PADANG LAWAS UTARA, hariantabagsel.com- Pemerintah Kabupaten Padang Lawas Utara (Paluta) kembali meraih opini Wajar Tanpa Pengecualian (WTP) dari Badan Pemeriksa Keuangan (BPK) RI atas Laporan Keuangan Pemerintah Daerah (LKPD) Tahun Anggaran (TA) 2024.
Opini tersebut disampaikan dalam penyerahan Laporan Hasil Pemeriksaan (LHP) di Auditorium Kantor BPK RI Perwakilan Provinsi Sumatera Utara (Sumut), Jumat (23/5).
Kepala BPK RI Perwakilan Sumut Paula Henry Simatupang menjelaskan bahwa opini WTP diberikan berdasarkan empat kriteria, yaitu kesesuaian penyajian dengan Standar Akuntansi Pemerintahan (SAP), kecukupan pengungkapan, efektivitas sistem pengendalian intern, dan kepatuhan terhadap peraturan perundang-undangan.
“Berdasarkan hasil pemeriksaan, BPK memberikan opini Wajar Tanpa Pengecualian (WTP) atas LKPD Kabupaten Padang Lawas Utara TA 2024,” ujar Paula.

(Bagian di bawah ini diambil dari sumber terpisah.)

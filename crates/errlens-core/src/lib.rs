//! Core types for the error analysis pipeline
//! this crate holds the deterministic half of the system: parsing raw log
//! text, packing entries into token-bounded chunks, and collapsing repeated
//! failures into analysis units.
pub mod chunker;
pub mod dedup;
pub mod fingerprint;
pub mod parser;
pub mod patterns;

pub use chunker::{Chunker, TokenEstimator};
pub use dedup::{AnalysisUnit, Deduplicator};
pub use fingerprint::{Fingerprint, Normalizer};
pub use parser::LogParser;
pub use patterns::{extract_error_patterns, ErrorPatterns};

use chrono::{DateTime, Utc};
use serde::{Deserialize, Serialize};

// LOG LEVEL //

/// Log severity levels (ordered from lowest to highest, Unknown sorts first)
#[derive(Debug, Clone, Copy, PartialEq, Eq, PartialOrd, Ord, Hash, Serialize, Deserialize)]
#[serde(rename_all = "UPPERCASE")]
pub enum LogLevel {
    Unknown,
    Trace,
    Debug,
    Info,
    Warn,
    Error,
    Critical,
}

impl LogLevel {
    /// Parse log level from string (case-insensitive)
    pub fn from_str(s: &str) -> Option<Self> {
        match s.to_lowercase().as_str() {
            "trace" => Some(Self::Trace),
            "debug" => Some(Self::Debug),
            "info" | "notice" => Some(Self::Info),
            "warn" | "warning" => Some(Self::Warn),
            "error" | "err" | "severe" => Some(Self::Error),
            "critical" | "crit" | "fatal" | "emerg" | "emergency" | "alert" | "panic" => {
                Some(Self::Critical)
            }
            _ => None,
        }
    }

    /// Best-effort level guess for formats that carry no level field
    pub fn infer_from_message(message: &str) -> Option<Self> {
        let upper = message.to_uppercase();
        if upper.contains("CRITICAL") || upper.contains("FATAL") || upper.contains("PANIC") {
            Some(Self::Critical)
        } else if upper.contains("ERROR") || upper.contains("EXCEPTION") || upper.contains("FAILED") {
            Some(Self::Error)
        } else if upper.contains("WARN") {
            Some(Self::Warn)
        } else {
            None
        }
    }

    pub fn as_str(&self) -> &'static str {
        match self {
            Self::Unknown => "UNKNOWN",
            Self::Trace => "TRACE",
            Self::Debug => "DEBUG",
            Self::Info => "INFO",
            Self::Warn => "WARN",
            Self::Error => "ERROR",
            Self::Critical => "CRITICAL",
        }
    }

    /// ERROR and CRITICAL entries are the ones the report must account for
    pub fn is_error_candidate(&self) -> bool {
        matches!(self, Self::Error | Self::Critical)
    }
}

impl std::fmt::Display for LogLevel {
    fn fmt(&self, f: &mut std::fmt::Formatter<'_>) -> std::fmt::Result {
        f.write_str(self.as_str())
    }
}

// PARSED LOG ENTRY //

/// One logical log entry, possibly spanning several physical lines
/// (stack traces and multi-line payloads are folded into `message`).
#[derive(Debug, Clone, PartialEq, Serialize, Deserialize)]
pub struct LogEntry {
    /// Position in source order. The only trusted ordering key.
    pub sequence: usize,

    /// 1-based line number where the entry starts.
    pub line_number: usize,

    #[serde(default)]
    pub timestamp: Option<DateTime<Utc>>,

    pub level: LogLevel,

    #[serde(default)]
    pub component: Option<String>,

    pub message: String,

    /// Original text, continuation lines included
    pub raw_line: String,
}

impl LogEntry {
    pub fn is_error_candidate(&self) -> bool {
        self.level.is_error_candidate()
    }

    // short "LEVEL [component]" prefix used when an entry has to be re-rendered
    pub fn header(&self) -> String {
        match &self.component {
            Some(component) => format!("{} [{}]", self.level, component),
            None => self.level.to_string(),
        }
    }
}

// CHUNK //

/// An ordered, non-empty run of entries sent to the model together.
///
/// Entries are never split or reordered. A chunk holding a single entry that
/// alone exceeds the token budget carries a truncated rendering in `excerpt`
/// and is flagged `truncated`; the entry itself stays untouched.
#[derive(Debug, Clone, PartialEq, Serialize, Deserialize)]
pub struct Chunk {
    pub entries: Vec<LogEntry>,
    pub token_count: usize,
    #[serde(default)]
    pub truncated: bool,
    /// truncated message of the single oversized entry
    #[serde(default)]
    pub excerpt: Option<String>,
}

impl Chunk {
    /// Text handed to the model for this chunk
    pub fn text(&self) -> String {
        match (&self.excerpt, self.entries.first()) {
            (Some(excerpt), Some(entry)) => format!("{} {}", entry.header(), excerpt),
            _ => self
                .entries
                .iter()
                .map(|e| e.raw_line.as_str())
                .collect::<Vec<_>>()
                .join("\n"),
        }
    }

    /// Message of `entry` as the model sees it (truncated when the chunk is)
    pub fn message_of<'a>(&'a self, entry: &'a LogEntry) -> &'a str {
        match &self.excerpt {
            Some(excerpt) if self.truncated => excerpt,
            _ => &entry.message,
        }
    }

    /// First ERROR/CRITICAL entry, the one a chunk is keyed by
    pub fn dominant_entry(&self) -> Option<&LogEntry> {
        self.entries.iter().find(|e| e.is_error_candidate())
    }

    pub fn entry(&self, sequence: usize) -> Option<&LogEntry> {
        self.entries.iter().find(|e| e.sequence == sequence)
    }

    pub fn sequences(&self) -> impl Iterator<Item = usize> + '_ {
        self.entries.iter().map(|e| e.sequence)
    }

    pub fn error_count(&self) -> usize {
        self.entries.iter().filter(|e| e.is_error_candidate()).count()
    }
}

Meski kembali memperoleh WTP, Paula mengingatkan bahwa masih terdapat sejumlah catatan yang harus segera ditindaklanjuti Pemkab Padang Lawas Utara, sesuai rekomendasi BPK, maksimal dalam waktu 60 hari sejak LHP diterima.
Hadir dalam penyerahan LHP, Bupati Padang Lawas Utara, Reski Basyah Harahap, Ketua DPRD Kabupaten Padang Lawas Utara Mula Rotua, Inspektur Hendra Saleh Siregar, Kepala Badan Pengelola Keuangan dan Pendapatan Daerah (BPKPD) Bangun Parlaungan, serta pejabat terkait.
Bupati Padang Lawas Utara, Reski Basyah menyampaikan opini WTP yang diterima ini merupakan hasil kerja keras dan sinergitas semua pihak terutama dalam pengelolaan keuangan daerah yang telah memenuhi prinsip-prinsip akuntansi yang baik dan sesuai dengan Standar Pemeriksaan Keuangan Negara (SPKN) oleh BPK RI.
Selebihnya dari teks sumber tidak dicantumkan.